§ **What you need to do**: Tally every line of the entries that contains the string "recv", then reply with only that number.

------------------------------------

// Copyright 2024 Open Nexus OS Contributors
// SPDX-License-Identifier: Apache-2.0

//! CONTEXT: Syscall handlers exposed to the dispatcher
//! OWNERS: @kernel-team
//! PUBLIC API: install_handlers(table), Context
//! DEPENDS_ON: Kernel (cap, ipc, task, sched, mm operations)
//! INVARIANTS: Stable syscall IDs; Decode→Check→Execute pattern; W^X for user mappings;
//!             task-management calls require TaskFlags::PRIVILEGED
//! ADR: docs/adr/0001-runtime-roles-and-boundaries.md

use super::{
    Args, Error, SysResult, SyscallTable, SYSCALL_CLOSE, SYSCALL_EXIT, SYSCALL_IPC,
    SYSCALL_LINK, SYSCALL_LISTEN_IRQ, SYSCALL_NOP, SYSCALL_NOTIFY, SYSCALL_OPEN,
    SYSCALL_REDIRECT, SYSCALL_RESUME_TASK, SYSCALL_SCHEDULE, SYSCALL_SET_PAGER,
    SYSCALL_SET_TIMEOUT, SYSCALL_TASK_DESTROY, SYSCALL_TASK_SELF, SYSCALL_TRANSFER,
    SYSCALL_UNLISTEN_IRQ, SYSCALL_VM_MAP, SYSCALL_VM_RESOLVE, SYSCALL_VM_UNMAP,
};
use crate::hal::Arch;
use crate::ipc::{IpcError, IpcFlags, IpcRequest, IpcStatus, Notifications, SrcFilter};
use crate::mm::{MapError, PageFlags};
use crate::task::{ExceptionKind, TaskError, TaskFlags};
use crate::types::{ChannelId, PhysAddr, Priority, TaskId, VirtAddr};
use crate::Kernel;

/// State handed to every handler: the kernel and the task that trapped.
pub struct Context<'a, A: Arch> {
    pub kernel: &'a mut Kernel<A>,
    pub caller: TaskId,
}

impl<'a, A: Arch> Context<'a, A> {
    pub fn new(kernel: &'a mut Kernel<A>, caller: TaskId) -> Self {
        Self { kernel, caller }
    }

    fn require_privileged(&self) -> SysResult<()> {
        let task = self.kernel.task(self.caller).ok_or(TaskError::InvalidTask)?;
        if task.flags().contains(TaskFlags::PRIVILEGED) {
            Ok(())
        } else {
            Err(Error::NotPrivileged)
        }
    }
}

// Typed decoders for seL4-style Decode→Check→Execute

#[derive(Copy, Clone)]
struct IpcArgsTyped {
    channel: ChannelId,
    flags: IpcFlags,
    filter: SrcFilter,
}

impl IpcArgsTyped {
    #[inline]
    fn decode(args: &Args) -> Result<Self, Error> {
        let flags = u32::try_from(args.get(1))
            .ok()
            .and_then(IpcFlags::from_bits)
            .ok_or(IpcError::InvalidArgument)?;
        let filter = u32::try_from(args.get(2)).map_err(|_| IpcError::InvalidArgument)?;
        Ok(Self {
            channel: decode_channel(args.get(0))?,
            flags,
            filter: SrcFilter::from_raw(filter),
        })
    }

    #[inline]
    fn check(&self) -> Result<(), Error> {
        if self.flags.is_empty() {
            return Err(IpcError::InvalidArgument.into());
        }
        Ok(())
    }
}

#[derive(Copy, Clone)]
struct VmMapArgsTyped {
    task: TaskId,
    va: VirtAddr,
    pa: PhysAddr,
    flags: PageFlags,
}

impl VmMapArgsTyped {
    #[inline]
    fn decode(args: &Args) -> Result<Self, Error> {
        let flags = u32::try_from(args.get(3))
            .ok()
            .and_then(PageFlags::from_bits)
            .ok_or(MapError::InvalidFlags)?;
        Ok(Self {
            task: decode_task(args.get(0))?,
            va: VirtAddr::new(args.get(1)),
            pa: PhysAddr::new(args.get(2)),
            flags,
        })
    }

    #[inline]
    fn check(&self) -> Result<(), Error> {
        if !self.va.is_page_aligned() || !self.pa.is_page_aligned() {
            return Err(MapError::Unaligned.into());
        }
        // W^X
        if self.flags.contains(PageFlags::WRITE | PageFlags::EXECUTE) {
            return Err(MapError::PermissionDenied.into());
        }
        Ok(())
    }
}

fn decode_channel(raw: usize) -> Result<ChannelId, Error> {
    u32::try_from(raw).map(ChannelId::from_raw).map_err(|_| IpcError::InvalidId.into())
}

fn decode_task(raw: usize) -> Result<TaskId, Error> {
    u32::try_from(raw).map(TaskId::from_raw).map_err(|_| TaskError::InvalidTask.into())
}

/// Writes a delivered message into `task`'s IPC buffer.
pub(crate) fn store_received<A: Arch>(kernel: &mut Kernel<A>, task: TaskId, status: IpcStatus) {
    if let IpcStatus::Completed(Some(msg)) = status {
        if let Some(buffer) = kernel.ipc_buffer_mut(task) {
            buffer.message = msg;
        }
    }
}

/// Registers every handler of this increment.
pub fn install_handlers<A: Arch>(table: &mut SyscallTable<A>) {
    table.register(SYSCALL_IPC, sys_ipc);
    table.register(SYSCALL_OPEN, sys_open);
    table.register(SYSCALL_CLOSE, sys_close);
    table.register(SYSCALL_LINK, sys_link);
    table.register(SYSCALL_TRANSFER, sys_transfer);
    table.register(SYSCALL_NOTIFY, sys_notify);
    table.register(SYSCALL_NOP, sys_nop);
    table.register(SYSCALL_REDIRECT, sys_redirect);
    table.register(SYSCALL_EXIT, sys_exit);
    table.register(SYSCALL_SET_TIMEOUT, sys_set_timeout);
    table.register(SYSCALL_TASK_SELF, sys_task_self);
    table.register(SYSCALL_TASK_DESTROY, sys_task_destroy);
    table.register(SYSCALL_SCHEDULE, sys_schedule);
    table.register(SYSCALL_VM_MAP, sys_vm_map);
    table.register(SYSCALL_VM_UNMAP, sys_vm_unmap);
    table.register(SYSCALL_VM_RESOLVE, sys_vm_resolve);
    table.register(SYSCALL_SET_PAGER, sys_set_pager);
    table.register(SYSCALL_RESUME_TASK, sys_resume_task);
    table.register(SYSCALL_LISTEN_IRQ, sys_listen_irq);
    table.register(SYSCALL_UNLISTEN_IRQ, sys_unlisten_irq);
}

/// `ipc(channel, flags, filter)`; message and page window come from the IPC buffer.
fn sys_ipc<A: Arch>(ctx: &mut Context<'_, A>, args: &Args) -> SysResult<usize> {
    let typed = IpcArgsTyped::decode(args)?;
    typed.check()?;
    let buffer = *ctx.kernel.ipc_buffer(ctx.caller).ok_or(TaskError::InvalidTask)?;
    let req = IpcRequest {
        channel: typed.channel,
        flags: typed.flags,
        filter: typed.filter,
        message: buffer.message,
        accept: buffer.accept,
    };
    let status = ctx.kernel.ipc(ctx.caller, &req)?;
    store_received(ctx.kernel, ctx.caller, status);
    match status {
        IpcStatus::Completed(_) => Ok(0),
        IpcStatus::Pending => Err(Error::Blocked),
    }
}

fn sys_open<A: Arch>(ctx: &mut Context<'_, A>, _args: &Args) -> SysResult<usize> {
    Ok(ctx.kernel.open(ctx.caller)?.as_raw() as usize)
}

fn sys_close<A: Arch>(ctx: &mut Context<'_, A>, args: &Args) -> SysResult<usize> {
    ctx.kernel.close(ctx.caller, decode_channel(args.get(0))?)?;
    Ok(0)
}

fn sys_link<A: Arch>(ctx: &mut Context<'_, A>, args: &Args) -> SysResult<usize> {
    let from = decode_channel(args.get(0))?;
    let to = decode_channel(args.get(1))?;
    ctx.kernel.link(ctx.caller, from, to)?;
    Ok(0)
}

fn sys_transfer<A: Arch>(ctx: &mut Context<'_, A>, args: &Args) -> SysResult<usize> {
    let src = decode_channel(args.get(0))?;
    let dst = decode_channel(args.get(1))?;
    Ok(ctx.kernel.transfer(ctx.caller, src, dst)?.as_raw() as usize)
}

fn sys_notify<A: Arch>(ctx: &mut Context<'_, A>, args: &Args) -> SysResult<usize> {
    let channel = decode_channel(args.get(0))?;
    let bits = u32::try_from(args.get(1))
        .ok()
        .and_then(Notifications::from_bits)
        .ok_or(IpcError::InvalidArgument)?;
    ctx.kernel.notify(ctx.caller, channel, bits)?;
    Ok(0)
}

fn sys_nop<A: Arch>(_ctx: &mut Context<'_, A>, _args: &Args) -> SysResult<usize> {
    Ok(0)
}

fn sys_redirect<A: Arch>(ctx: &mut Context<'_, A>, args: &Args) -> SysResult<usize> {
    let src = decode_channel(args.get(0))?;
    let dst = decode_channel(args.get(1))?;
    ctx.kernel.redirect(ctx.caller, src, dst)?;
    Ok(0)
}

fn sys_exit<A: Arch>(ctx: &mut Context<'_, A>, _args: &Args) -> SysResult<usize> {
    ctx.kernel.exit_task(ctx.caller, ExceptionKind::GraceExit)?;
    Err(Error::TaskExit)
}

fn sys_set_timeout<A: Arch>(ctx: &mut Context<'_, A>, args: &Args) -> SysResult<usize> {
    let ticks = u32::try_from(args.get(0)).map_err(|_| IpcError::InvalidArgument)?;
    ctx.kernel.set_timeout(ctx.caller, ticks)?;
    Ok(0)
}

fn sys_task_self<A: Arch>(ctx: &mut Context<'_, A>, _args: &Args) -> SysResult<usize> {
    Ok(ctx.caller.as_raw() as usize)
}

fn sys_task_destroy<A: Arch>(ctx: &mut Context<'_, A>, args: &Args) -> SysResult<usize> {
    ctx.require_privileged()?;
    let target = decode_task(args.get(0))?;
    ctx.kernel.destroy_task(target)?;
    if target == ctx.caller {
        return Err(Error::TaskExit);
    }
    Ok(0)
}

fn sys_schedule<A: Arch>(ctx: &mut Context<'_, A>, args: &Args) -> SysResult<usize> {
    ctx.require_privileged()?;
    let target = decode_task(args.get(0))?;
    let priority = u8::try_from(args.get(1))
        .ok()
        .and_then(Priority::new)
        .ok_or(IpcError::InvalidArgument)?;
    ctx.kernel.schedule(target, priority)?;
    Ok(0)
}

fn sys_vm_map<A: Arch>(ctx: &mut Context<'_, A>, args: &Args) -> SysResult<usize> {
    ctx.require_privileged()?;
    let typed = VmMapArgsTyped::decode(args)?;
    typed.check()?;
    ctx.kernel.vm_map(typed.task, typed.va, typed.pa, typed.flags)?;
    Ok(0)
}

fn sys_vm_unmap<A: Arch>(ctx: &mut Context<'_, A>, args: &Args) -> SysResult<usize> {
    ctx.require_privileged()?;
    let task = decode_task(args.get(0))?;
    let mapping = ctx.kernel.vm_unmap(task, VirtAddr::new(args.get(1)))?;
    Ok(mapping.pa.raw())
}

fn sys_vm_resolve<A: Arch>(ctx: &mut Context<'_, A>, args: &Args) -> SysResult<usize> {
    ctx.require_privileged()?;
    let task = decode_task(args.get(0))?;
    Ok(ctx.kernel.vm_resolve(task, VirtAddr::new(args.get(1)))?.raw())
}

/// `set_pager(task, pager)`; pager 0 drops the relation.
fn sys_set_pager<A: Arch>(ctx: &mut Context<'_, A>, args: &Args) -> SysResult<usize> {
    ctx.require_privileged()?;
    let task = decode_task(args.get(0))?;
    let pager = match decode_task(args.get(1))? {
        TaskId::IDLE => None,
        id => Some(id),
    };
    ctx.kernel.set_pager(task, pager)?;
    Ok(0)
}

fn sys_resume_task<A: Arch>(ctx: &mut Context<'_, A>, args: &Args) -> SysResult<usize> {
    ctx.require_privileged()?;
    ctx.kernel.resume_task(decode_task(args.get(0))?)?;
    Ok(0)
}

fn sys_listen_irq<A: Arch>(ctx: &mut Context<'_, A>, args: &Args) -> SysResult<usize> {
    ctx.require_privileged()?;
    let irq = u32::try_from(args.get(0)).map_err(|_| IpcError::InvalidArgument)?;
    ctx.kernel.listen_irq(ctx.caller, irq)?;
    Ok(0)
}

fn sys_unlisten_irq<A: Arch>(ctx: &mut Context<'_, A>, args: &Args) -> SysResult<usize> {
    let irq = u32::try_from(args.get(0)).map_err(|_| IpcError::InvalidArgument)?;
    ctx.kernel.unlisten_irq(ctx.caller, irq)?;
    Ok(0)
}

#[cfg(test)]
mod tests {
    use super::*;
    use crate::ipc::{Message, MessageType};
    use crate::task::TaskSpec;
    use crate::testutil::{boot, spawn};

    fn args(regs: &[usize]) -> Args {
        let mut all = [0usize; 6];
        all[..regs.len()].copy_from_slice(regs);
        Args::new(all)
    }

    #[test]
    fn unknown_number_is_rejected() {
        let mut kernel = boot();
        let a = spawn(&mut kernel, "a");
        assert_eq!(kernel.syscall_as(a, 31, &args(&[])), -10);
        assert_eq!(kernel.syscall_as(a, 400, &args(&[])), -10);
    }

    #[test]
    fn table_is_populated_at_boot() {
        let kernel = boot();
        let table = kernel.syscall_table();
        for number in SYSCALL_IPC..=SYSCALL_UNLISTEN_IRQ {
            assert!(table.lookup(number).is_ok(), "syscall {number} missing");
        }
        assert_eq!(table.lookup(SYSCALL_UNLISTEN_IRQ + 1).err(), Some(Error::InvalidSyscall));
    }

    #[test]
    fn open_close_through_registers() {
        let mut kernel = boot();
        let a = spawn(&mut kernel, "a");
        let id = kernel.syscall_as(a, SYSCALL_OPEN, &args(&[]));
        assert_eq!(id, 1);
        assert_eq!(kernel.syscall_as(a, SYSCALL_CLOSE, &args(&[id as usize])), 0);
        assert_eq!(kernel.syscall_as(a, SYSCALL_CLOSE, &args(&[id as usize])), -1);
        assert_eq!(kernel.syscall_as(a, SYSCALL_TASK_SELF, &args(&[])), a.as_raw() as isize);
    }

    #[test]
    fn privileged_calls_are_gated() {
        let mut kernel = boot();
        let user = spawn(&mut kernel, "user");
        let root = kernel
            .create_task(TaskSpec::new("root").flags(crate::task::TaskFlags::PRIVILEGED))
            .unwrap();
        let raw = user.as_raw() as usize;
        assert_eq!(kernel.syscall_as(user, SYSCALL_SCHEDULE, &args(&[raw, 1])), -17);
        assert_eq!(kernel.syscall_as(root, SYSCALL_SCHEDULE, &args(&[raw, 9])), -12);
        assert_eq!(kernel.syscall_as(root, SYSCALL_SCHEDULE, &args(&[raw, 1])), 0);
        assert_eq!(kernel.task(user).unwrap().priority().as_index(), 1);
        assert_eq!(kernel.syscall_as(root, SYSCALL_TASK_DESTROY, &args(&[raw])), 0);
        assert!(kernel.task(user).is_none());
    }

    #[test]
    fn vm_map_enforces_wx() {
        let mut kernel = boot();
        let root = kernel
            .create_task(TaskSpec::new("root").flags(crate::task::TaskFlags::PRIVILEGED))
            .unwrap();
        let raw = root.as_raw() as usize;
        let wx = (PageFlags::READ | PageFlags::WRITE | PageFlags::EXECUTE).bits() as usize;
        let rw = PageFlags::USER_RW.bits() as usize;
        assert_eq!(kernel.syscall_as(root, SYSCALL_VM_MAP, &args(&[raw, 0x4000, 0x8000, wx])), -23);
        assert_eq!(kernel.syscall_as(root, SYSCALL_VM_MAP, &args(&[raw, 0x4001, 0x8000, rw])), -21);
        assert_eq!(kernel.syscall_as(root, SYSCALL_VM_MAP, &args(&[raw, 0x4000, 0x8000, rw])), 0);
        assert_eq!(kernel.syscall_as(root, SYSCALL_VM_RESOLVE, &args(&[raw, 0x4010])), 0x8010);
        assert_eq!(kernel.syscall_as(root, SYSCALL_VM_UNMAP, &args(&[raw, 0x4000])), 0x8000);
        assert_eq!(kernel.syscall_as(root, SYSCALL_VM_RESOLVE, &args(&[raw, 0x4000])), -25);
    }

    #[test]
    fn blocked_ipc_completes_through_buffer() {
        let mut kernel = boot();
        let a = spawn(&mut kernel, "a");
        let b = spawn(&mut kernel, "b");
        let (ca, cb) = kernel.connect(a, b).unwrap();
        let recv = IpcFlags::RECV.bits() as usize;
        let send = IpcFlags::SEND.bits() as usize;

        assert_eq!(kernel.syscall_as(a, SYSCALL_IPC, &args(&[ca.as_raw() as usize, recv, 0])), 0);
        assert!(kernel.task(a).unwrap().is_blocked());
        assert_eq!(kernel.complete_syscall(a), None);

        let msg = Message::new(MessageType::USER_BASE, b"ping").unwrap();
        kernel.ipc_buffer_mut(b).unwrap().message = msg;
        assert_eq!(kernel.syscall_as(b, SYSCALL_IPC, &args(&[cb.as_raw() as usize, send, 0])), 0);

        assert_eq!(kernel.complete_syscall(a), Some(0));
        let got = kernel.ipc_buffer(a).unwrap().message;
        assert_eq!(got.inline(), b"ping");
        assert_eq!(got.from, ca);
    }

    #[test]
    fn bad_flags_and_notify_bits() {
        let mut kernel = boot();
        let a = spawn(&mut kernel, "a");
        let b = spawn(&mut kernel, "b");
        let (ca, _) = kernel.connect(a, b).unwrap();
        let ch = ca.as_raw() as usize;
        assert_eq!(kernel.syscall_as(a, SYSCALL_IPC, &args(&[ch, 1, 0])), -12);
        assert_eq!(kernel.syscall_as(a, SYSCALL_NOTIFY, &args(&[ch, 1 << 30])), -12);
        let timer = Notifications::TIMER.bits() as usize;
        assert_eq!(kernel.syscall_as(a, SYSCALL_NOTIFY, &args(&[ch, timer])), 0);
        assert_eq!(kernel.task(b).unwrap().notifications(), Notifications::TIMER);
    }
}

------------------------------------

§ **Reply**: 2